Double buffering in `variant`

Our current implementation of variant uses the double buffering technique, which wastes 50% of space of a Value. Although it might sound nominal, another level of nested variant would end up in 75% of space (of Reference) being wasted, and one yet more level would end up in 87.5% (of Xpnode) being wasted. This could ultimately lead to performance penalty due to cache misses.

standard streams and locales

At the moment a number of features (e.g. std.debug.dump() and exceptional messages) depend on rocket::insertable_ostream, which implements std::ostream. As it copies the global locale object upon construction, which can be altered by the user with std::locale::global(), it is not safe to rely on its behavior. An example where this matters is that in every European language other than English, the decimal separator is a comma(,) rather than a period(.). A permanent solution to this issue shall be taken into account.

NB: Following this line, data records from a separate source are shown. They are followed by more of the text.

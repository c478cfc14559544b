//! Performance benchmarks for the catalog.

use criterion::{black_box, criterion_group, criterion_main, BenchmarkId, Criterion};
use catalog::{
    HealthCheck, HealthStatus, RegisterRequest, ServiceInstance, Store, SubscribeRequest, Topic, WatchSet,
};
use std::io::Cursor;

fn registration(node: usize, service: &str, status: HealthStatus) -> RegisterRequest {
    let name = format!("node-{}", node);
    RegisterRequest::new(&name, format!("10.0.{}.{}", node / 250, node % 250))
        .with_service(ServiceInstance::new(service, 8080).with_tags(&["v1"]))
        .with_check(HealthCheck::node_check(&name, "serfHealth", HealthStatus::Passing))
        .with_check(HealthCheck::service_check(&name, format!("{}-alive", service), service, status))
}

/// A store with `nodes` nodes, each running one instance of one of
/// `services` service names.
fn populated(nodes: usize, services: usize) -> Store {
    let store = Store::default();
    for n in 0..nodes {
        let service = format!("svc-{}", n % services);
        store
            .ensure_registration(n as u64 + 1, registration(n, &service, HealthStatus::Passing))
            .unwrap();
    }
    store
}

/// Benchmark full registrations into an empty catalog
fn bench_registration(c: &mut Criterion) {
    let mut group = c.benchmark_group("registration");

    for count in [100, 1000] {
        group.bench_with_input(BenchmarkId::new("nodes", count), &count, |b, &count| {
            b.iter(|| {
                let store = Store::default();
                for n in 0..count {
                    store
                        .ensure_registration(n as u64 + 1, registration(n, "web", HealthStatus::Passing))
                        .unwrap();
                }
                black_box(store.stats());
            });
        });
    }

    group.finish();
}

/// Benchmark anti-entropy style re-registration that changes nothing
fn bench_noop_registration(c: &mut Criterion) {
    let store = populated(1000, 10);
    let req = registration(500, "svc-0", HealthStatus::Passing);

    c.bench_function("noop_registration", |b| {
        let mut idx = 10_000;
        b.iter(|| {
            idx += 1;
            store.ensure_registration(idx, black_box(req.clone())).unwrap();
        });
    });
}

/// Benchmark check flaps with live subscribers attached, across catalog
/// sizes. Per-write cost should stay roughly flat as the catalog grows.
fn bench_check_flap(c: &mut Criterion) {
    let mut group = c.benchmark_group("check_flap");

    for nodes in [100, 1000, 5000] {
        let store = populated(nodes, 10);
        let _subs: Vec<_> = (0..10)
            .map(|s| {
                store
                    .subscribe(SubscribeRequest::new(Topic::ServiceHealth, format!("svc-{}", s)).with_buffer_size(1 << 20))
                    .unwrap()
            })
            .collect();

        group.bench_with_input(BenchmarkId::new("service_check", nodes), &store, |b, store| {
            let mut idx = 10_000u64;
            b.iter(|| {
                idx += 1;
                let status = if idx % 2 == 0 { HealthStatus::Critical } else { HealthStatus::Passing };
                store
                    .ensure_check(idx, HealthCheck::service_check("node-7", "svc-7-alive", "svc-7", status))
                    .unwrap();
            });
        });

        group.bench_with_input(BenchmarkId::new("node_check", nodes), &store, |b, store| {
            let mut idx = 1_000_000u64;
            b.iter(|| {
                idx += 1;
                let status = if idx % 2 == 0 { HealthStatus::Critical } else { HealthStatus::Passing };
                store
                    .ensure_check(idx, HealthCheck::node_check("node-7", "serfHealth", status))
                    .unwrap();
            });
        });
    }

    group.finish();
}

/// Benchmark joined health reads with and without watch arming
fn bench_check_service_nodes(c: &mut Criterion) {
    let mut group = c.benchmark_group("check_service_nodes");

    for instances in [10, 100, 1000] {
        let store = populated(instances, 1);

        group.bench_with_input(BenchmarkId::new("plain", instances), &store, |b, store| {
            b.iter(|| black_box(store.check_service_nodes(None, "svc-0").unwrap()));
        });

        group.bench_with_input(BenchmarkId::new("watched", instances), &store, |b, store| {
            b.iter(|| {
                let mut ws = WatchSet::new();
                black_box(store.check_service_nodes(Some(&mut ws), "svc-0").unwrap());
                black_box(ws.len())
            });
        });
    }

    group.finish();
}

/// Benchmark snapshot persist and restore
fn bench_snapshot(c: &mut Criterion) {
    let store = populated(1000, 10);

    c.bench_function("snapshot_persist", |b| {
        b.iter(|| {
            let mut buf = Vec::new();
            store.snapshot().persist(&mut buf).unwrap();
            black_box(buf.len())
        });
    });

    let mut buf = Vec::new();
    store.snapshot().persist(&mut buf).unwrap();
    c.bench_function("snapshot_restore", |b| {
        b.iter(|| {
            let target = Store::default();
            black_box(target.restore_from(&mut Cursor::new(&buf)).unwrap())
        });
    });
}

criterion_group!(
    benches,
    bench_registration,
    bench_noop_registration,
    bench_check_flap,
    bench_check_service_nodes,
    bench_snapshot,
);

criterion_main!(benches);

P.S. Only output streams have this issue. The only functions in Asteria that take std::istream as inputs are the constructor of Simple_Source_File and Simple_Source_File::reload(), which operates on the streambuf directly w/o regard to the locale object stored in the stream.

[RFC] Standard library module: process

  1. std.process.spawn(path, [argv], [envp])
    Wraps posix_spawn() and waitpid()
  2. std.process.daemonize()
    Wraps daemon().
  3. umask() ?
  4. getrlimit() and setrlimit() ?

RFC: Deblockification

The program

var i = 1;
{
  i += 2;
  i *= 3;
}
std.io.putf("i = $1\n", i);  // 9

can be transformed to

var i = 1;
// {
i += 2;
i *= 3;
// }
std.io.putf("i = $1\n", i);  // 9

However this requires rewriting the IR, as folows:

var i = 1;
{
  i += 2;   // depth of local reference `i` is 1
  i *= 3;
}
std.io.putf("i = $1\n", i);  // 9
var i = 1;
// {
i += 2;    // depth of local reference `i` is now 0
i *= 3;
// }
std.io.putf("i = $1\n", i);  // 9

This can be performed during either code generation or IR solidification. We also have to apply the same transformation to not only plain blocks, but if branches, switch clauses, while bodies, etc. (note due to type completeness limitation, these cannot be Statements).

Wish List

I am considering a demo release. Hereby I would like to hear about your opinion, what you wish, what you would like, what you propose, either as a core language feature or a library component.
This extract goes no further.